O Brasil deverá enfrentar ao menos seis ondas de calor até o final de 2026, conforme previsão do Cemaden (Centro Nacional de Monitoramento e Alertas de Desastres Naturais). Esse fenômeno climático é atribuído ao El Niño, que influencia as condições meteorológicas em diversas regiões do país.
Uma onda de calor é definida como um período de, no mínimo, três dias consecutivos em que as temperaturas máximas e mínimas excedem a média histórica para a época. O El Niño tende a intensificar períodos de calor e seca, além de provocar chuvas intensas em algumas áreas.
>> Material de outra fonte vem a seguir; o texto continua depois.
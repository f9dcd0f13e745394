pub mod archive;
pub mod enrichment;
pub mod error;
pub mod fetch_request;
pub mod links;
mod readability;
pub mod router;
mod services;
mod source_handle;
mod store;
pub mod text_extract;
pub mod workflows;

pub use archive::{Archive, ArchiveConfig, PageBackend};
pub use enrichment::{EnrichmentJob, MockDispatcher, RestateDispatcher, WorkflowDispatcher};
pub use error::{ArchiveError, Result};
pub use fetch_request::FetchRequest;
pub use links::extract_links_by_pattern;
pub use rootsignal_common::types::{ArchiveItem, Channels};
pub use router::Platform;
pub use source_handle::{
    CrawlRequest, FeedRequest, PageRequest, PostsRequest, SearchRequest, ShortVideoRequest,
    SourceHandle, StoriesRequest, TopicSearchRequest, VideoRequest,
};
use anyhow::Result;
use chrono::{DateTime, Utc};
use serde::{Deserialize, Serialize};
use sqlx::PgPool;
use uuid::Uuid;

#[derive(Debug, Clone, Serialize, Deserialize, sqlx::FromRow)]
pub struct Entity {
    pub id: Uuid,
    pub name: String,
    pub entity_type: String,
    pub description: Option<String>,
    pub website: Option<String>,
    pub telephone: Option<String>,
    pub email: Option<String>,
    pub verified: bool,
    pub in_language: String,
    pub created_at: DateTime<Utc>,
    pub updated_at: DateTime<Utc>,
}

impl Entity {
    pub async fn create(
        name: &str,
        entity_type: &str,
        description: Option<&str>,
        website: Option<&str>,
        pool: &PgPool,
    ) -> Result<Self> {
        sqlx::query_as::<_, Self>(
            r#"
            INSERT INTO entities (name, entity_type, description, website)
            VALUES ($1, $2, $3, $4)
            RETURNING *
            "#,
        )
        .bind(name)
        .bind(entity_type)
        .bind(description)
        .bind(website)
        .fetch_one(pool)
        .await
        .map_err(Into::into)
    }

    pub async fn find_by_id(id: Uuid, pool: &PgPool) -> Result<Self> {
        sqlx::query_as::<_, Self>("SELECT * FROM entities WHERE id = $1")
            .bind(id)
            .fetch_one(pool)
            .await
            .map_err(Into::into)
    }

    pub async fn find_by_name_and_type(
        name: &str,
        entity_type: &str,
        pool: &PgPool,
    ) -> Result<Option<Self>> {
        sqlx::query_as::<_, Self>("SELECT * FROM entities WHERE name = $1 AND entity_type = $2")
            .bind(name)
            .bind(entity_type)
            .fetch_optional(pool)
            .await
            .map_err(Into::into)
    }

    /// Find or create an entity by name and type (atomic upsert).
    pub async fn find_or_create(
        name: &str,
        entity_type: &str,
        description: Option<&str>,
        website: Option<&str>,
        pool: &PgPool,
    ) -> Result<Self> {
        sqlx::query_as::<_, Self>(
            r#"
            INSERT INTO entities (name, entity_type, description, website)
            VALUES ($1, $2, $3, $4)
            ON CONFLICT (name, entity_type) DO UPDATE SET updated_at = NOW()
            RETURNING *
            "#,
        )
        .bind(name)
        .bind(entity_type)
        .bind(description)
        .bind(website)
        .fetch_one(pool)
        .await
        .map_err(Into::into)
    }

    pub async fn update(
        id: Uuid,
        name: Option<&str>,
        description: Option<&str>,
        website: Option<&str>,
        telephone: Option<&str>,
        email: Option<&str>,
        pool: &PgPool,
    ) -> Result<Self> {
        sqlx::query_as::<_, Self>(
            r#"
            UPDATE entities SET
                name = COALESCE($2, name),
                description = COALESCE($3, description),
                website = COALESCE($4, website),
                telephone = COALESCE($5, telephone),
                email = COALESCE($6, email),
                updated_at = NOW()
            WHERE id = $1
            RETURNING *
            "#,
        )
        .bind(id)
        .bind(name)
        .bind(description)
        .bind(website)
        .bind(telephone)
        .bind(email)
        .fetch_one(pool)
        .await
        .map_err(Into::into)
    }

    pub async fn archive(id: Uuid, pool: &PgPool) -> Result<Self> {
        // Check for active signals
        let count =
            sqlx::query_as::<_, (i64,)>("SELECT COUNT(*) FROM signals WHERE entity_id = $1")
                .bind(id)
                .fetch_one(pool)
                .await?;

        if count.0 > 0 {
            anyhow::bail!("Cannot archive entity with {} active signals", count.0);
        }

        sqlx::query_as::<_, Self>(
            "UPDATE entities SET verified = false, updated_at = NOW() WHERE id = $1 RETURNING *",
        )
        .bind(id)
        .fetch_one(pool)
        .await
        .map_err(Into::into)
    }

    pub async fn list_all(pool: &PgPool) -> Result<Vec<Self>> {
        sqlx::query_as::<_, Self>("SELECT * FROM entities ORDER BY name ASC")
            .fetch_all(pool)
            .await
            .map_err(Into::into)
    }
}

#[derive(Debug, Clone, Serialize, Deserialize, sqlx::FromRow)]
pub struct Organization {
    pub id: Uuid,
    pub entity_id: Uuid,
    pub organization_type: Option<String>,
    pub tax_id: Option<String>,
    pub mission: Option<String>,
}

impl Organization {
    pub async fn create(
        entity_id: Uuid,
        organization_type: Option<&str>,
        mission: Option<&str>,
        pool: &PgPool,
    ) -> Result<Self> {
        sqlx::query_as::<_, Self>(
            r#"
            INSERT INTO organizations (entity_id, organization_type, mission)
            VALUES ($1, $2, $3)
            RETURNING *
            "#,
        )
        .bind(entity_id)
        .bind(organization_type)
        .bind(mission)
        .fetch_one(pool)
        .await
        .map_err(Into::into)
    }

    pub async fn find_by_entity_id(entity_id: Uuid, pool: &PgPool) -> Result<Option<Self>> {
        sqlx::query_as::<_, Self>("SELECT * FROM organizations WHERE entity_id = $1")
            .bind(entity_id)
            .fetch_optional(pool)
            .await
            .map_err(Into::into)
    }
}

#[derive(Debug, Clone, Serialize, Deserialize, sqlx::FromRow)]
pub struct GovernmentEntity {
    pub id: Uuid,
    pub entity_id: Uuid,
    pub jurisdiction: Option<String>,
    pub agency_type: Option<String>,
    pub jurisdiction_name: Option<String>,
}

impl GovernmentEntity {
    pub async fn create(
        entity_id: Uuid,
        jurisdiction: Option<&str>,
        agency_type: Option<&str>,
        jurisdiction_name: Option<&str>,
        pool: &PgPool,
    ) -> Result<Self> {
        sqlx::query_as::<_, Self>(
            r#"
            INSERT INTO government_entities (entity_id, jurisdiction, agency_type, jurisdiction_name)
            VALUES ($1, $2, $3, $4)
            RETURNING *
            "#,
        )
        .bind(entity_id)
        .bind(jurisdiction)
        .bind(agency_type)
        .bind(jurisdiction_name)
        .fetch_one(pool)
        .await
        .map_err(Into::into)
    }
}

#[derive(Debug, Clone, Serialize, Deserialize, sqlx::FromRow)]
pub struct BusinessEntity {
    pub id: Uuid,
    pub entity_id: Uuid,
    pub industry: Option<String>,
    pub is_cooperative: bool,
    pub is_b_corp: bool,
}

impl BusinessEntity {
    pub async fn create(entity_id: Uuid, industry: Option<&str>, pool: &PgPool) -> Result<Self> {
        sqlx::query_as::<_, Self>(
            r#"
            INSERT INTO business_entities (entity_id, industry)
            VALUES ($1, $2)
            RETURNING *
            "#,
        )
        .bind(entity_id)
        .bind(industry)
        .fetch_one(pool)
        .await
        .map_err(Into::into)
    }
}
A previsão foi elaborada com base em 47 anos de dados de temperatura coletados durante eventos de El Niño. O período de 2023 a 2024 já se destaca como o mais quente da história, com a identificação de nove ondas de calor entre agosto e dezembro, superando em mais de duas vezes a média nacional de quatro episódios.
O que é o El Niño?
O El Niño é um fenômeno climático que resulta do aquecimento anômalo das águas superficiais do Oceano Pacífico Equatorial, especialmente nas proximidades das costas do Peru e do Equador. Normalmente, essas águas são mais frias, enquanto a parte ocidental do Pacífico, próxima à Indonésia e Austrália, apresenta temperaturas mais elevadas.
Quando ocorre a inversão desse padrão, a circulação atmosférica é alterada, impactando a distribuição de ventos, nuvens e chuvas em várias partes do planeta. Essa mudança pode levar a consequências significativas para o clima, afetando desde a agricultura até a saúde pública.